3: Empower the Caregivers
I relied on the kindness of my friends and neighbors to help me, but they weren’t sure what to do, either. What if a hospital sent out a mailer or created an infographic that had pertinent information to help caregivers to know what to look out for or when they should help the patient seek advanced medical care? Or help them to know how they can be safe when helping someone.
How can they safely help?
Preparing the caregivers can be in the hospital’s best interest because it’s a way to make sure only the sickest COVID-19 patients go to the hospital.
4: Telehealth Can’t Work Alone
Telehealth is all the rage right now, but all my telehealth nurse told me to do was make a follow-up appointment with my primary care physician because she could not help me. That’s it.
Where do I go from here? Who can help me if you cannot? Who is looking out for me?
There was no “next-step.” No automatic follow-up appointment with my PCP or someone who could actually help me. My PCP didn’t want me to come in to the office with my positive diagnosis and advised me to go to the hospital if I was not able to recover at home.
The hand off between telehealth and in person care is a black hole. There is no clear next best action for patients that can easily fall into the gap.
I needed a resource that showed the pathway. Was the first step for COVID-19 positive patients telehealth or PCP or ER? I still don’t know.
5: Care Beyond the Diagnosis
When is it safe to be around my friends and family again? Should I get an X-ray of my lungs? When do I need to get re-tested? Is the damage to my brain from lack of oxygen permanent?
When do I need to get retested?
These are questions I don’t have the answers to. My healthcare providers don’t seem too, either. And this is a problem. After exceeding the CDC guidelines and coming out of quarantine almost 20 days after my first symptoms and 10 days since my fever ended, I was still wearing the scarlet letter of COVID-19. Patients and their loved ones need to know what’s next for them and where they go from here. A savvy health system could still step in and start to build a relationship with me now that I am survivor and still searching for health solutions in a life post COVID-19.

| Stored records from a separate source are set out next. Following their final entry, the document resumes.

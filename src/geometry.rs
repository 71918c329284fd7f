//! Plain geometry shared by the model, the snapping engine and the
//! controller.
//!
//! Two rectangle shapes coexist:
//!
//! * [`Rect`] is the window-manager view: origin plus size (`x, y, w, h`).
//! * [`Area`] is the edge view: two corners (`x0, y0, x1, y1`).  The
//!   snapping engine works exclusively with areas because overlap tests are
//!   simpler on closed intervals.
//!
//! All coordinates are absolute virtual-screen pixels.

use serde::{Deserialize, Serialize};
use std::fmt;

/// One of the four corners of a window, numbered clockwise from the
/// top-left.
#[derive(Debug, Clone, Copy, PartialEq, Eq, Hash, PartialOrd, Ord, Serialize, Deserialize)]
pub enum Corner {
    TopLeft = 0,
    TopRight = 1,
    BottomRight = 2,
    BottomLeft = 3,
}

impl Corner {
    /// All corners in clockwise order.
    pub const ALL: [Corner; 4] = [
        Corner::TopLeft,
        Corner::TopRight,
        Corner::BottomRight,
        Corner::BottomLeft,
    ];

    /// Corner index `0..=3`.
    pub fn index(self) -> usize {
        self as usize
    }

    /// Build a corner from its index; `None` outside `0..=3`.
    pub fn from_index(index: usize) -> Option<Corner> {
        Self::ALL.get(index).copied()
    }

    /// The diagonally opposite corner.
    pub fn opposite(self) -> Corner {
        Self::ALL[(self.index() + 2) % 4]
    }

    /// The next corner going clockwise.
    pub fn next(self) -> Corner {
        Self::ALL[(self.index() + 1) % 4]
    }

    /// The next corner going counter-clockwise.
    pub fn previous(self) -> Corner {
        Self::ALL[(self.index() + 3) % 4]
    }

    /// Whether the corner lies on the right-hand edge.
    pub fn is_right(self) -> bool {
        matches!(self, Corner::TopRight | Corner::BottomRight)
    }

    /// Whether the corner lies on the bottom edge.
    pub fn is_bottom(self) -> bool {
        matches!(self, Corner::BottomRight | Corner::BottomLeft)
    }
}

impl fmt::Display for Corner {
    fn fmt(&self, f: &mut fmt::Formatter<'_>) -> fmt::Result {
        match self {
            Corner::TopLeft => write!(f, "top-left"),
            Corner::TopRight => write!(f, "top-right"),
            Corner::BottomRight => write!(f, "bottom-right"),
            Corner::BottomLeft => write!(f, "bottom-left"),
        }
    }
}

/// A window rectangle: origin plus size.
#[derive(Debug, Clone, Copy, Default, PartialEq, Eq, Hash, Serialize, Deserialize)]
pub struct Rect {
    pub x: i32,
    pub y: i32,
    pub w: i32,
    pub h: i32,
}

impl Rect {
    pub const fn new(x: i32, y: i32, w: i32, h: i32) -> Self {
        Self { x, y, w, h }
    }

    /// First column to the right of the rectangle.
    pub fn right(&self) -> i32 {
        self.x.saturating_add(self.w)
    }

    /// First row below the rectangle.
    pub fn bottom(&self) -> i32 {
        self.y.saturating_add(self.h)
    }

    /// Size as `(w, h)`.
    pub fn size(&self) -> (i32, i32) {
        (self.w, self.h)
    }

    /// Edge view of the rectangle.
    pub fn area(&self) -> Area {
        Area::new(self.x, self.y, self.right(), self.bottom())
    }

    /// Coordinates of `corner`.
    pub fn corner(&self, corner: Corner) -> (i32, i32) {
        let x = if corner.is_right() { self.right() } else { self.x };
        let y = if corner.is_bottom() { self.bottom() } else { self.y };
        (x, y)
    }

    /// Rectangle of size `(w, h)` whose `corner` sits at `point`.
    pub fn with_corner_at(w: i32, h: i32, corner: Corner, point: (i32, i32)) -> Rect {
        let x = if corner.is_right() { point.0.saturating_sub(w) } else { point.0 };
        let y = if corner.is_bottom() { point.1.saturating_sub(h) } else { point.1 };
        Rect::new(x, y, w, h)
    }

    /// Rectangle spanned by a pinned `anchor` and the `tracked` corner placed
    /// at `point`.
    ///
    /// The anchor is the corner opposite to `tracked`.  Returns `None` unless
    /// `point` lies strictly on the `tracked` side of the anchor on both
    /// axes, i.e. the drag did not collapse or invert the rectangle.
    pub fn from_corners(anchor: (i32, i32), tracked: Corner, point: (i32, i32)) -> Option<Rect> {
        let dx = point.0.saturating_sub(anchor.0);
        let dy = point.1.saturating_sub(anchor.1);
        let x_ok = if tracked.is_right() { dx > 0 } else { dx < 0 };
        let y_ok = if tracked.is_bottom() { dy > 0 } else { dy < 0 };
        if !(x_ok && y_ok) {
            return None;
        }
        Some(Rect::new(
            anchor.0.min(point.0),
            anchor.1.min(point.1),
            dx.saturating_abs(),
            dy.saturating_abs(),
        ))
    }

    /// Same rectangle moved by `(dx, dy)`.
    pub fn translated(&self, dx: i32, dy: i32) -> Rect {
        Rect::new(self.x.saturating_add(dx), self.y.saturating_add(dy), self.w, self.h)
    }
}

impl fmt::Display for Rect {
    fn fmt(&self, f: &mut fmt::Formatter<'_>) -> fmt::Result {
        write!(f, "{}x{}+{}+{}", self.w, self.h, self.x, self.y)
    }
}

/// A rectangle described by two corners, `(x0, y0)` inclusive and
/// `(x1, y1)` exclusive.
#[derive(Debug, Clone, Copy, Default, PartialEq, Eq, Hash, PartialOrd, Ord, Serialize, Deserialize)]
pub struct Area {
    pub x0: i32,
    pub y0: i32,
    pub x1: i32,
    pub y1: i32,
}

impl Area {
    pub const fn new(x0: i32, y0: i32, x1: i32, y1: i32) -> Self {
        Self { x0, y0, x1, y1 }
    }

    /// Overlapping part of two areas, or `None` when they merely touch or are
    /// disjoint.
    pub fn intersection(&self, other: &Area) -> Option<Area> {
        let x0 = self.x0.max(other.x0);
        let y0 = self.y0.max(other.y0);
        let x1 = self.x1.min(other.x1);
        let y1 = self.y1.min(other.y1);
        (x0 < x1 && y0 < y1).then_some(Area::new(x0, y0, x1, y1))
    }

    /// Same area moved by `(dx, dy)`.
    pub fn translated(&self, dx: i32, dy: i32) -> Area {
        Area::new(
            self.x0.saturating_add(dx),
            self.y0.saturating_add(dy),
            self.x1.saturating_add(dx),
            self.y1.saturating_add(dy),
        )
    }
}

//  Tests
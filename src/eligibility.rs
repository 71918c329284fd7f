//! Which native windows take part in a session.
//!
//! The policy is shared by every backend: each one translates its native
//! window attributes into a [`WindowTraits`] and asks
//! [`WindowTraits::rejection`].  Windows whose type is not applicable, or
//! whose state makes them unreachable for the user, are skipped.

use std::fmt;

/// Window type, as classified by EWMH (`_NET_WM_WINDOW_TYPE_*`) or the
/// closest native equivalent.
#[derive(Debug, Clone, Copy, PartialEq, Eq, Hash)]
pub enum WindowKind {
    Normal,
    Dialog,
    Utility,
    Desktop,
    Dock,
    Toolbar,
    Menu,
    Splash,
    Tooltip,
    PopupMenu,
    DropdownMenu,
    Combo,
    Dnd,
    Notification,
}

impl WindowKind {
    /// Types the user arranges: normal top-levels, dialogs and utilities.
    pub fn is_applicable(self) -> bool {
        matches!(self, WindowKind::Normal | WindowKind::Dialog | WindowKind::Utility)
    }

    /// Classify an EWMH window-type atom name, with or without the
    /// `_NET_WM_WINDOW_TYPE_` prefix.
    pub fn from_ewmh(name: &str) -> Option<WindowKind> {
        let suffix = name.strip_prefix("_NET_WM_WINDOW_TYPE_").unwrap_or(name);
        Some(match suffix {
            "NORMAL" => WindowKind::Normal,
            "DIALOG" => WindowKind::Dialog,
            "UTILITY" => WindowKind::Utility,
            "DESKTOP" => WindowKind::Desktop,
            "DOCK" => WindowKind::Dock,
            "TOOLBAR" => WindowKind::Toolbar,
            "MENU" => WindowKind::Menu,
            "SPLASH" => WindowKind::Splash,
            "TOOLTIP" => WindowKind::Tooltip,
            "POPUP_MENU" => WindowKind::PopupMenu,
            "DROPDOWN_MENU" => WindowKind::DropdownMenu,
            "COMBO" => WindowKind::Combo,
            "DND" => WindowKind::Dnd,
            "NOTIFICATION" => WindowKind::Notification,
            _ => return None,
        })
    }
}

/// Platform-neutral snapshot of the attributes the policy looks at.
///
/// Fields a platform has no notion of stay `false`.
#[derive(Debug, Clone, Copy, PartialEq, Eq)]
pub struct WindowTraits {
    pub kind: WindowKind,
    pub fullscreen: bool,
    /// Asked to be left out of task lists.
    pub skip_taskbar: bool,
    /// Not mapped / not visible.
    pub hidden: bool,
    pub minimized: bool,
    /// Present but hidden by the compositor (DWM cloaking).
    pub cloaked: bool,
    /// Title bar reports `STATE_SYSTEM_INVISIBLE`.
    pub titlebar_invisible: bool,
    /// `WS_EX_TOOLWINDOW`.
    pub tool_window: bool,
    /// `WS_EX_NOACTIVATE`.
    pub no_activate: bool,
}

impl WindowTraits {
    /// A visible normal window with nothing special about it.
    pub fn normal() -> Self {
        Self {
            kind: WindowKind::Normal,
            fullscreen: false,
            skip_taskbar: false,
            hidden: false,
            minimized: false,
            cloaked: false,
            titlebar_invisible: false,
            tool_window: false,
            no_activate: false,
        }
    }

    /// Why the window is skipped, or `None` if it is eligible.
    pub fn rejection(&self) -> Option<Rejection> {
        if !self.kind.is_applicable() {
            return Some(Rejection::Kind(self.kind));
        }
        if self.fullscreen {
            return Some(Rejection::Fullscreen);
        }
        if self.kind == WindowKind::Dialog && self.skip_taskbar {
            return Some(Rejection::SkipTaskbar);
        }
        if self.hidden && !self.minimized {
            return Some(Rejection::Hidden);
        }
        if self.cloaked {
            return Some(Rejection::Cloaked);
        }
        if self.titlebar_invisible {
            return Some(Rejection::TitlebarInvisible);
        }
        if self.tool_window {
            return Some(Rejection::ToolWindow);
        }
        if self.no_activate {
            return Some(Rejection::NoActivate);
        }
        None
    }

    pub fn is_eligible(&self) -> bool {
        self.rejection().is_none()
    }
}

/// Reason a window was left out.
#[derive(Debug, Clone, Copy, PartialEq, Eq)]
pub enum Rejection {
    Kind(WindowKind),
    Fullscreen,
    SkipTaskbar,
    Hidden,
    Cloaked,
    TitlebarInvisible,
    ToolWindow,
    NoActivate,
    /// Not the window alt-tab would show for its owner chain.
    NotAltTabTerminus,
}

impl fmt::Display for Rejection {
    fn fmt(&self, f: &mut fmt::Formatter<'_>) -> fmt::Result {
        match self {
            Rejection::Kind(kind) => write!(f, "window type {:?}", kind),
            Rejection::Fullscreen => write!(f, "fullscreen"),
            Rejection::SkipTaskbar => write!(f, "dialog skips the task list"),
            Rejection::Hidden => write!(f, "hidden"),
            Rejection::Cloaked => write!(f, "cloaked"),
            Rejection::TitlebarInvisible => write!(f, "invisible title bar"),
            Rejection::ToolWindow => write!(f, "tool window"),
            Rejection::NoActivate => write!(f, "cannot be activated"),
            Rejection::NotAltTabTerminus => write!(f, "owned popup"),
        }
    }
}

/// Longest owner chain followed before giving up.
const MAX_POPUP_WALK: usize = 64;

/// Whether `window` is the one alt-tab shows for its owner chain.
///
/// Starting from the root owner, follow the last active popup until it is
/// the window itself or a visible one; `window` must be where the walk
/// stops.
pub fn is_alt_tab_terminus<H, R, P, V>(
    window: H,
    root_owner: R,
    last_active_popup: P,
    is_visible: V,
) -> bool
where
    H: Copy + PartialEq,
    R: Fn(H) -> H,
    P: Fn(H) -> H,
    V: Fn(H) -> bool,
{
    let mut candidate = root_owner(window);
    let mut walk = None;
    for _ in 0..MAX_POPUP_WALK {
        if walk == Some(candidate) {
            break;
        }
        walk = Some(candidate);
        candidate = last_active_popup(candidate);
        if is_visible(candidate) {
            break;
        }
    }
    walk == Some(window)
}

#[cfg(test)]
mod tests {
    use super::*;
    use std::collections::HashMap;

    #[test]
    fn applicable_kinds() {
        for kind in [WindowKind::Normal, WindowKind::Dialog, WindowKind::Utility] {
            assert!(kind.is_applicable(), "{kind:?}");
        }
        for kind in [
            WindowKind::Desktop,
            WindowKind::Dock,
            WindowKind::Toolbar,
            WindowKind::Menu,
            WindowKind::Splash,
            WindowKind::Tooltip,
            WindowKind::PopupMenu,
            WindowKind::Combo,
            WindowKind::Dnd,
            WindowKind::Notification,
        ] {
            assert!(!kind.is_applicable(), "{kind:?}");
        }
    }

    #[test]
    fn ewmh_names() {
        assert_eq!(WindowKind::from_ewmh("_NET_WM_WINDOW_TYPE_DIALOG"), Some(WindowKind::Dialog));
        assert_eq!(WindowKind::from_ewmh("POPUP_MENU"), Some(WindowKind::PopupMenu));
        assert_eq!(WindowKind::from_ewmh("_NET_WM_WINDOW_TYPE_BOGUS"), None);
    }

    #[test]
    fn state_rejections() {
        let normal = WindowTraits::normal();
        assert!(normal.is_eligible());

        let fullscreen = WindowTraits { fullscreen: true, ..normal };
        assert_eq!(fullscreen.rejection(), Some(Rejection::Fullscreen));

        // Skip-taskbar only matters for dialogs.
        let skipping = WindowTraits { skip_taskbar: true, ..normal };
        assert!(skipping.is_eligible());
        let skipping_dialog = WindowTraits { kind: WindowKind::Dialog, ..skipping };
        assert_eq!(skipping_dialog.rejection(), Some(Rejection::SkipTaskbar));

        let hidden = WindowTraits { hidden: true, ..normal };
        assert_eq!(hidden.rejection(), Some(Rejection::Hidden));
        let minimized = WindowTraits { minimized: true, ..hidden };
        assert!(minimized.is_eligible());

        assert!(!WindowTraits { cloaked: true, ..normal }.is_eligible());
        assert!(!WindowTraits { titlebar_invisible: true, ..normal }.is_eligible());
        assert!(!WindowTraits { tool_window: true, ..normal }.is_eligible());
        assert!(!WindowTraits { no_activate: true, ..normal }.is_eligible());

        let dock = WindowTraits { kind: WindowKind::Dock, ..normal };
        assert_eq!(dock.rejection(), Some(Rejection::Kind(WindowKind::Dock)));
    }

    /// Owner table: window -> (root owner, last active popup, visible).
    fn walk(table: &HashMap<u32, (u32, u32, bool)>, window: u32) -> bool {
        is_alt_tab_terminus(
            window,
            |h| table[&h].0,
            |h| table[&h].1,
            |h| table[&h].2,
        )
    }

    #[test]
    fn plain_top_level_is_terminus() {
        let table = HashMap::from([(1, (1, 1, true))]);
        assert!(walk(&table, 1));
    }

    #[test]
    fn visible_owned_popup_belongs_to_owner() {
        // 1 owns popup 2, which is visible.
        let table = HashMap::from([(1, (1, 2, true)), (2, (1, 2, true))]);
        assert!(walk(&table, 1));
        assert!(!walk(&table, 2));
    }

    #[test]
    fn hidden_owner_hands_over_to_popup() {
        // Hidden owner 1 whose last popup 2 is hidden, 2's own last popup is
        // itself: the walk ends on 2.
        let table = HashMap::from([(1, (1, 2, false)), (2, (1, 2, false))]);
        assert!(!walk(&table, 1));
        assert!(walk(&table, 2));
    }

    #[test]
    fn cyclic_popups_terminate() {
        let table = HashMap::from([(1, (1, 2, false)), (2, (1, 1, false))]);
        // The walk must stop; the answer itself is unimportant.
        let _ = walk(&table, 1);
    }
}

Serving patients beyond your front door
As a healthcare communicator, you can play a big role in optimizing the patient experience. Especially during COVID-19, there are opportunities along the way of a patient’s journey to build trust, enhance content, resources and provide clear communication. Your homebound COVID-19 patients are desperate for information and help. Now is the time to give them everything you have.